Link to HAL – pasteur-04337913
8th International Conference on Clinical Metagenomics, Nov 2023, Geneva, Switzerland
Background Virus identification and discovery from metagenomic data are critical for understanding the viral component of diverse ecosystems, including clinical specimens. Microseek introduces a novel bioinformatic pipeline for comprehensive analysis of metagenomic Next-Generation Sequencing (mNGS) data, with a focus on virus detection and discovery. The detection is based on the high degree of conservation of viral proteins compared to nucleic acids. Methods Microseek’s pipeline encompasses several key steps. First, it filters mNGS raw data and performs de novo assembly to reconstruct larger contigs from fragmented sequences.
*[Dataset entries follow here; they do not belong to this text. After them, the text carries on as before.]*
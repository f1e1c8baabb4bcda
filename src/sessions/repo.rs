use async_trait::async_trait;
use chrono::Utc;
use sqlx::PgPool;
use std::collections::HashMap;
use std::sync::{Mutex, MutexGuard, PoisonError};
use tracing::{info_span, Instrument};
use uuid::Uuid;

use crate::error::Result;
use crate::sessions::models::UserSession;

#[async_trait]
pub trait SessionRepo: Send + Sync {
    async fn insert(&self, session: &UserSession) -> Result<()>;

    /// All sessions for a user, most recent first.
    async fn list_for_user(&self, user_id: Uuid) -> Result<Vec<UserSession>>;

    /// Soft logout. Returns false if the session does not exist.
    async fn mark_logged_out(&self, session_id: Uuid) -> Result<bool>;

    /// Hard delete, scoped to the owner. Returns false if nothing matched.
    async fn delete(&self, session_id: Uuid, user_id: Uuid) -> Result<bool>;

    /// Soft-logout every session for a user.
    async fn mark_all_logged_out(&self, user_id: Uuid) -> Result<()>;

    /// Whether the user has ever logged in from this device string.
    async fn has_device(&self, user_id: Uuid, device: &str) -> Result<bool>;
}

pub struct PgSessionRepo {
    pool: PgPool,
}

impl PgSessionRepo {
    #[must_use]
    pub fn new(pool: PgPool) -> Self {
        Self { pool }
    }
}

#[async_trait]
impl SessionRepo for PgSessionRepo {
    async fn insert(&self, session: &UserSession) -> Result<()> {
        let query = "INSERT INTO user_sessions \
            (id, user_id, ip_address, location, device, logged_out_at, created_at) \
            VALUES ($1, $2, $3, $4, $5, $6, $7)";
        let span = info_span!(
            "db.query",
            db.system = "postgresql",
            db.operation = "INSERT",
            db.statement = query
        );
        sqlx::query(query)
            .bind(session.id)
            .bind(session.user_id)
            .bind(&session.ip_address)
            .bind(&session.location)
            .bind(&session.device)
            .bind(session.logged_out_at)
            .bind(session.created_at)
            .execute(&self.pool)
            .instrument(span)
            .await
            .map_err(|err| {
                anyhow::Error::new(err)
                    .context("Failed to insert session")
                    .into()
            })
            .map(|_| ())
    }

    async fn list_for_user(&self, user_id: Uuid) -> Result<Vec<UserSession>> {
        let query = "SELECT * FROM user_sessions WHERE user_id = $1 ORDER BY created_at DESC";
        let span = info_span!(
            "db.query",
            db.system = "postgresql",
            db.operation = "SELECT",
            db.statement = query
        );
        sqlx::query_as::<_, UserSession>(query)
            .bind(user_id)
            .fetch_all(&self.pool)
            .instrument(span)
            .await
            .map_err(|err| {
                anyhow::Error::new(err)
                    .context("Failed to list sessions")
                    .into()
            })
    }

    async fn mark_logged_out(&self, session_id: Uuid) -> Result<bool> {
        let query = "UPDATE user_sessions SET logged_out_at = NOW() \
            WHERE id = $1 AND logged_out_at IS NULL";
        let span = info_span!(
            "db.query",
            db.system = "postgresql",
            db.operation = "UPDATE",
            db.statement = query
        );
        let result = sqlx::query(query)
            .bind(session_id)
            .execute(&self.pool)
            .instrument(span)
            .await
            .map_err(|err| anyhow::Error::new(err).context("Failed to mark session logged out"))?;
        Ok(result.rows_affected() > 0)
    }

    async fn delete(&self, session_id: Uuid, user_id: Uuid) -> Result<bool> {
        let query = "DELETE FROM user_sessions WHERE id = $1 AND user_id = $2";
        let span = info_span!(
            "db.query",
            db.system = "postgresql",
            db.operation = "DELETE",
            db.statement = query
        );
        let result = sqlx::query(query)
            .bind(session_id)
            .bind(user_id)
            .execute(&self.pool)
            .instrument(span)
            .await
            .map_err(|err| anyhow::Error::new(err).context("Failed to delete session"))?;
        Ok(result.rows_affected() > 0)
    }

    async fn mark_all_logged_out(&self, user_id: Uuid) -> Result<()> {
        let query = "UPDATE user_sessions SET logged_out_at = NOW() \
            WHERE user_id = $1 AND logged_out_at IS NULL";
        let span = info_span!(
            "db.query",
            db.system = "postgresql",
            db.operation = "UPDATE",
            db.statement = query
        );
        sqlx::query(query)
            .bind(user_id)
            .execute(&self.pool)
            .instrument(span)
            .await
            .map_err(|err| {
                anyhow::Error::new(err)
                    .context("Failed to mark sessions logged out")
                    .into()
            })
            .map(|_| ())
    }

    async fn has_device(&self, user_id: Uuid, device: &str) -> Result<bool> {
        let query = "SELECT EXISTS(SELECT 1 FROM user_sessions WHERE user_id = $1 AND device = $2)";
        let span = info_span!(
            "db.query",
            db.system = "postgresql",
            db.operation = "SELECT",
            db.statement = query
        );
        let exists: (bool,) = sqlx::query_as(query)
            .bind(user_id)
            .bind(device)
            .fetch_one(&self.pool)
            .instrument(span)
            .await
            .map_err(|err| anyhow::Error::new(err).context("Failed to probe device history"))?;
        Ok(exists.0)
    }
}

/// In-process [`SessionRepo`] used by tests and local dev.
#[derive(Default)]
pub struct MemorySessionRepo {
    sessions: Mutex<HashMap<Uuid, UserSession>>,
}

impl MemorySessionRepo {
    #[must_use]
    pub fn new() -> Self {
        Self::default()
    }

    fn sessions(&self) -> MutexGuard<'_, HashMap<Uuid, UserSession>> {
        self.sessions.lock().unwrap_or_else(PoisonError::into_inner)
    }
}

#[async_trait]
impl SessionRepo for MemorySessionRepo {
    async fn insert(&self, session: &UserSession) -> Result<()> {
        self.sessions().insert(session.id, session.clone());
        Ok(())
    }

    async fn list_for_user(&self, user_id: Uuid) -> Result<Vec<UserSession>> {
        let mut sessions: Vec<UserSession> = self
            .sessions()
            .values()
            .filter(|session| session.user_id == user_id)
            .cloned()
            .collect();
        sessions.sort_by(|a, b| b.created_at.cmp(&a.created_at));
        Ok(sessions)
    }

    async fn mark_logged_out(&self, session_id: Uuid) -> Result<bool> {
        let mut sessions = self.sessions();
        match sessions.get_mut(&session_id) {
            Some(session) if session.logged_out_at.is_none() => {
                session.logged_out_at = Some(Utc::now());
                Ok(true)
            }
            _ => Ok(false),
        }
    }

    async fn delete(&self, session_id: Uuid, user_id: Uuid) -> Result<bool> {
        let mut sessions = self.sessions();
        let matched = sessions
            .get(&session_id)
            .is_some_and(|session| session.user_id == user_id);
        if matched {
            sessions.remove(&session_id);
        }
        Ok(matched)
    }

    async fn mark_all_logged_out(&self, user_id: Uuid) -> Result<()> {
        let now = Utc::now();
        for session in self.sessions().values_mut() {
            if session.user_id == user_id && session.logged_out_at.is_none() {
                session.logged_out_at = Some(now);
            }
        }
        Ok(())
    }

    async fn has_device(&self, user_id: Uuid, device: &str) -> Result<bool> {
        Ok(self
            .sessions()
            .values()
            .any(|session| session.user_id == user_id && session.device.as_deref() == Some(device)))
    }
}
Then, it generates translated protein sequences from reads and contigs. Taxonomic classification is determined using the Lowest Common Ancestor methodology applied to the set of best hits identified from three distinct database queries. We demonstrated the effectiveness of Microseek in detecting known and distant viruses through two representative mNGS datasets derived from human tissue and plasma specimens. Our results were compared to those obtained from the reference cloud-based mNGS pipeline, Chan Zuckerberg ID. Results Microseek demonstrates robust and reliable performance in identifying known viral sequences and excels in the detection of distant pseudoviral sequences, particularly in complex samples like human plasma. Moreover, it minimizes non-relevant hits, enhancing data accuracy. Discussion This innovative pipeline represents a user-friendly solution for virus research, offering researchers the ability to explore viral diversity and evolution from mNGS data with ease. In summary, Microseek holds promise as a valuable tool for advancing our understanding of viruses in various ecological and clinical contexts.